** WHAT THE TASK ASKS **
Below are records; please set down exactly the lines from the first through the one containing "hold. Acknowledgement and".

--*--

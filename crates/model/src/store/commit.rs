//! Save cascades: `willCommit`, acknowledgement and failure.
//!
//! Fragments are persisted with their owner, so each step walks the owner's
//! slots and repeats itself on every fragment they hold. Acknowledgement and
//! failure also reach fragments removed after the save started.

use tessera_state::{lifecycle, Event};

use super::Store;
use crate::entity::FragmentSlot;
use crate::error::ModelError;
use crate::record::{EntityRef, FragmentId, RecordId};

impl Store {
    /// A save of `record` has started.
    pub fn will_commit(&mut self, record: RecordId) -> Result<(), ModelError> {
        self.record(record)?;
        self.will_commit_entity(EntityRef::Record(record))?;
        tracing::debug!(%record, "save started");
        Ok(())
    }

    /// The save was acknowledged: in-flight values become persisted data,
    /// the entity is forced back to `saved`, and the same happens for every
    /// fragment it holds.
    pub fn adapter_did_commit(&mut self, target: impl Into<EntityRef>) -> Result<(), ModelError> {
        let target = target.into();
        self.did_commit_entity(target)?;
        tracing::debug!(%target, state = self.state_path(target)?, "save acknowledged");
        if let EntityRef::Fragment(fragment) = target {
            self.notify_owner(fragment)?;
        }
        Ok(())
    }

    /// The save failed. In-flight values return under the local overlay.
    pub fn became_error(&mut self, record: RecordId) -> Result<(), ModelError> {
        self.record(record)?;
        self.became_error_entity(EntityRef::Record(record))?;
        tracing::warn!(%record, "save failed");
        Ok(())
    }

    /// Mark a record for deletion. Unsaved records are discarded outright.
    pub fn delete_record(&mut self, record: RecordId) -> Result<(), ModelError> {
        self.record(record)?;
        self.send(record, Event::DeleteRecord)?;
        tracing::debug!(%record, state = self.state_path(record)?, "record deleted");
        Ok(())
    }

    fn will_commit_entity(&mut self, target: EntityRef) -> Result<(), ModelError> {
        self.send(target, Event::WillCommit)?;
        for name in self.slot_names(target)? {
            let members: Vec<FragmentId> = match self.slot_mut(target, &name)? {
                FragmentSlot::One(r) => {
                    r.in_flight = Some(r.current);
                    r.current.into_iter().collect()
                }
                FragmentSlot::Many(array) => {
                    array.begin_flight();
                    array.members().to_vec()
                }
            };
            for fragment in members {
                self.will_commit_entity(EntityRef::Fragment(fragment))?;
            }
        }
        Ok(())
    }

    fn did_commit_entity(&mut self, target: EntityRef) -> Result<(), ModelError> {
        {
            let entity = self.entity_mut(target)?;
            let in_flight = std::mem::take(&mut entity.in_flight);
            entity.data.extend(in_flight);
        }

        for name in self.slot_names(target)? {
            let members = match self.slot_mut(target, &name)? {
                FragmentSlot::One(r) => {
                    let flown = r.in_flight.take();
                    if let Some(snapshot) = flown {
                        r.canonical = snapshot;
                    }
                    with_flown(r.current.into_iter().collect(), flown.flatten().as_slice())
                }
                FragmentSlot::Many(array) => {
                    let flown = array.flight_members().to_vec();
                    array.finish_flight();
                    with_flown(array.members().to_vec(), &flown)
                }
            };
            for fragment in members {
                self.did_commit_entity(EntityRef::Fragment(fragment))?;
            }
        }

        if !self.is_within(target, lifecycle::EMPTY)? && !self.is_within(target, lifecycle::DELETED_SAVED)? {
            let state = self.entity(target)?.state;
            if self.machine.accepts(state, Event::DidCommit) {
                self.send(target, Event::DidCommit)?;
            } else {
                self.transition_to(target, "saved")?;
            }
        }
        self.sync_state(target, Event::BecameDirty)
    }

    fn became_error_entity(&mut self, target: EntityRef) -> Result<(), ModelError> {
        for name in self.slot_names(target)? {
            let members = match self.slot_mut(target, &name)? {
                FragmentSlot::One(r) => {
                    let flown = r.in_flight.take().flatten();
                    with_flown(r.current.into_iter().collect(), flown.as_slice())
                }
                FragmentSlot::Many(array) => {
                    let flown = array.flight_members().to_vec();
                    array.abort_flight();
                    with_flown(array.members().to_vec(), &flown)
                }
            };
            for fragment in members {
                self.became_error_entity(EntityRef::Fragment(fragment))?;
            }
        }
        // Fragments attached after the save started were never in flight.
        let state = self.entity(target)?.state;
        if matches!(target, EntityRef::Record(_)) || self.machine.accepts(state, Event::BecameError) {
            self.send(target, Event::BecameError)?;
        }
        self.sync_state(target, Event::BecameDirty)
    }

    /// Drop a save that can no longer be acknowledged: the in-flight values
    /// and slot snapshots are discarded and a saving entity returns to
    /// `saved`, along with every saving fragment beneath it.
    pub(crate) fn settle_flight(&mut self, target: EntityRef) -> Result<(), ModelError> {
        self.entity_mut(target)?.in_flight.clear();
        for name in self.slot_names(target)? {
            let members = match self.slot_mut(target, &name)? {
                FragmentSlot::One(r) => {
                    let flown = r.in_flight.take().flatten();
                    with_flown(r.current.into_iter().collect(), flown.as_slice())
                }
                FragmentSlot::Many(array) => {
                    let flown = array.flight_members().to_vec();
                    array.abort_flight();
                    with_flown(array.members().to_vec(), &flown)
                }
            };
            for fragment in members {
                if self.flags(fragment)?.is_saving {
                    self.settle_flight(EntityRef::Fragment(fragment))?;
                }
            }
        }
        if self.flags(target)?.is_saving {
            self.transition_to(target, lifecycle::SAVED)?;
        }
        self.sync_state(target, Event::BecameDirty)
    }
}

/// Current members, then every member the save started with that has since
/// left the slot.
fn with_flown(mut members: Vec<FragmentId>, flown: &[FragmentId]) -> Vec<FragmentId> {
    for fragment in flown {
        if !members.contains(fragment) {
            members.push(*fragment);
        }
    }
    members
}
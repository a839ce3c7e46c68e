use tessera_schema::SchemaError;
use tessera_state::StateError;

use crate::record::{EntityRef, FragmentId};

/// All errors that can be returned by a [`Store`](crate::Store) operation.
#[derive(Debug, thiserror::Error)]
pub enum ModelError {
    /// Schema lookup or validation failed.
    #[error(transparent)]
    Schema(#[from] SchemaError),

    /// The state machine refused an event or could not resolve a state.
    #[error(transparent)]
    State(#[from] StateError),

    /// The store configuration could not be parsed.
    #[error("invalid store config: {0}")]
    Config(#[from] toml::de::Error),

    /// No entity with this handle lives in the store.
    #[error("unknown entity: {0}")]
    UnknownEntity(EntityRef),

    /// The model declares no attribute with this name.
    #[error("model '{model}' has no attribute '{attribute}'")]
    UnknownAttribute { model: String, attribute: String },

    /// The attribute exists but is the wrong kind for the operation.
    #[error("attribute '{attribute}' on '{model}' is a {actual}, expected {expected}")]
    AttributeKind {
        model: String,
        attribute: String,
        expected: &'static str,
        actual: &'static str,
    },

    /// A record operation was given a fragment model, or the reverse.
    #[error("model '{model}' is not a {expected} model")]
    ModelKind {
        model: String,
        expected: &'static str,
    },

    /// Pushed record data had no usable `id`.
    #[error("cannot push '{model}' without an id")]
    MissingId { model: String },

    /// A record with this model and id already lives in the store.
    #[error("record '{model}' with id '{id}' already exists")]
    DuplicateRecord { model: String, id: String },

    /// The fragment is already bound to a different owner or attribute.
    #[error("fragment {fragment} is owned by {owner} ('{name}'); cannot attach to {attempted} ('{attempted_name}')")]
    OwnershipViolation {
        fragment: FragmentId,
        owner: EntityRef,
        name: String,
        attempted: EntityRef,
        attempted_name: String,
    },

    /// Attaching the fragment would make it (transitively) own itself.
    #[error("fragment {fragment} cannot be attached beneath itself via {owner}")]
    OwnershipCycle {
        fragment: FragmentId,
        owner: EntityRef,
    },

    /// The fragment's model does not match the attribute's declared model.
    #[error("attribute '{attribute}' holds '{expected}' fragments, got a '{actual}'")]
    WrongModel {
        attribute: String,
        expected: String,
        actual: String,
    },

    /// The fragment is already a member of this collection.
    #[error("fragment {fragment} is already in '{attribute}'")]
    DuplicateMember {
        fragment: FragmentId,
        attribute: String,
    },

    /// A collection index was past the end.
    #[error("index {index} out of bounds for '{attribute}' (length {len})")]
    IndexOutOfBounds {
        attribute: String,
        index: usize,
        len: usize,
    },

    /// Raw wire data did not have the expected shape.
    #[error("invalid payload for '{model}': {message}")]
    InvalidPayload { model: String, message: String },

    /// A value written to an attribute did not fit its declaration.
    #[error("invalid value for '{model}.{attribute}': {message}")]
    InvalidValue {
        model: String,
        attribute: String,
        message: String,
    },
}
// ──────────────────────────────────────────────
// Dispatch
// ──────────────────────────────────────────────

impl<C: Stateful> StateMachine<C> {
    /// Deliver `event` to the context's current state.
    pub fn send(&self, event: Event, ctx: &mut C) -> Result<Dispatch, StateError> {
        let current = ctx.current_state();
        let Some(transition) = self.find_transition(current, event) else {
            return self.unhandled(current, event);
        };
        if let Some(action) = transition.action {
            action(ctx);
        }
        let record = self.run_transition(current, transition.target, Some(event), ctx);
        Ok(Dispatch::Transitioned(record))
    }

    /// Force a move to `target` without requiring an event on the current node.
    pub fn transition_to(&self, target: &str, ctx: &mut C) -> Result<TransitionRecord, StateError> {
        let current = ctx.current_state();
        let to = self
            .resolve(current, target)
            .ok_or_else(|| StateError::UnresolvedState {
                from: self.path(current).to_string(),
                target: target.to_string(),
            })?;
        Ok(self.run_transition(current, to, None, ctx))
    }

    fn unhandled(&self, current: StateId, event: Event) -> Result<Dispatch, StateError> {
        let state = self.path(current);
        match self.policy_for(current) {
            UnhandledPolicy::Ignore => {
                tracing::debug!(state, event = event.as_str(), "ignored unhandled event");
                Ok(Dispatch::Ignored)
            }
            UnhandledPolicy::Reject => {
                tracing::warn!(state, event = event.as_str(), "rejected unhandled event");
                Err(StateError::UnhandledEvent {
                    state: state.to_string(),
                    event: event.to_string(),
                })
            }
        }
    }

    fn run_transition(
        &self,
        from: StateId,
        to: StateId,
        event: Option<Event>,
        ctx: &mut C,
    ) -> TransitionRecord {
        let pivot = self.common_ancestor(from, to);

        let mut cursor = from;
        while cursor != pivot {
            let node = &self.nodes[cursor.0];
            if let Some(exit) = node.exit {
                exit(ctx);
            }
            match node.parent {
                Some(parent) => cursor = parent,
                None => break,
            }
        }

        ctx.set_current_state(to);

        let mut entering = Vec::new();
        let mut cursor = to;
        while cursor != pivot {
            entering.push(cursor);
            match self.nodes[cursor.0].parent {
                Some(parent) => cursor = parent,
                None => break,
            }
        }
        for id in entering.into_iter().rev() {
            if let Some(enter) = self.nodes[id.0].enter {
                enter(ctx);
            }
        }
        if let Some(setup) = self.nodes[to.0].setup {
            setup(ctx);
        }

        let record = TransitionRecord {
            event,
            from: self.path(from).to_string(),
            to: self.path(to).to_string(),
        };
        tracing::trace!(
            from = %record.from,
            to = %record.to,
            event = event.map(|e| e.as_str()).unwrap_or("transitionTo"),
            "state transition"
        );
        record
    }
}

// ──────────────────────────────────────────────
// Tests
// ──────────────────────────────────────────────
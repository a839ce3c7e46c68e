//! Store configuration.

use serde::{Deserialize, Serialize};
use tessera_state::UnhandledPolicy;

use crate::error::ModelError;

/// Tunables for a [`Store`](crate::Store).
///
/// ```toml
/// # Reject events the current lifecycle state does not handle instead of
/// # ignoring them.
/// unhandled_event = "reject"
/// ```
#[derive(Debug, Clone, Default, PartialEq, Eq, Serialize, Deserialize)]
#[serde(default, deny_unknown_fields)]
pub struct StoreConfig {
    /// Policy for events no state on the path to the root handles.
    /// Terminal states reject regardless of this setting.
    pub unhandled_event: UnhandledPolicy,
}

impl StoreConfig {
    pub fn from_toml_str(content: &str) -> Result<Self, ModelError> {
        Ok(toml::from_str(content)?)
    }
}

#[cfg(test)]
mod tests {
    use super::*;

    #[test]
    fn empty_config_uses_defaults() {
        let config = StoreConfig::from_toml_str("").unwrap();
        assert_eq!(config.unhandled_event, UnhandledPolicy::Ignore);
    }

    #[test]
    fn reject_policy_parses() {
        let config = StoreConfig::from_toml_str("unhandled_event = \"reject\"\n").unwrap();
        assert_eq!(config.unhandled_event, UnhandledPolicy::Reject);
    }

    #[test]
    fn unknown_key_is_an_error() {
        match StoreConfig::from_toml_str("unhandled = \"reject\"") {
            Err(ModelError::Config(_)) => {}
            other => panic!("expected Config error, got {:?}", other),
        }
    }
}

--*--

** WRITTEN SOLUTION **
filename crates/model/src/store/commit.rs
//! Save cascades: `willCommit`, acknowledgement and failure.
//!
//! Fragments are persisted with their owner, so each step walks the owner's
//! slots and repeats itself on every fragment they hold. Acknowledgement and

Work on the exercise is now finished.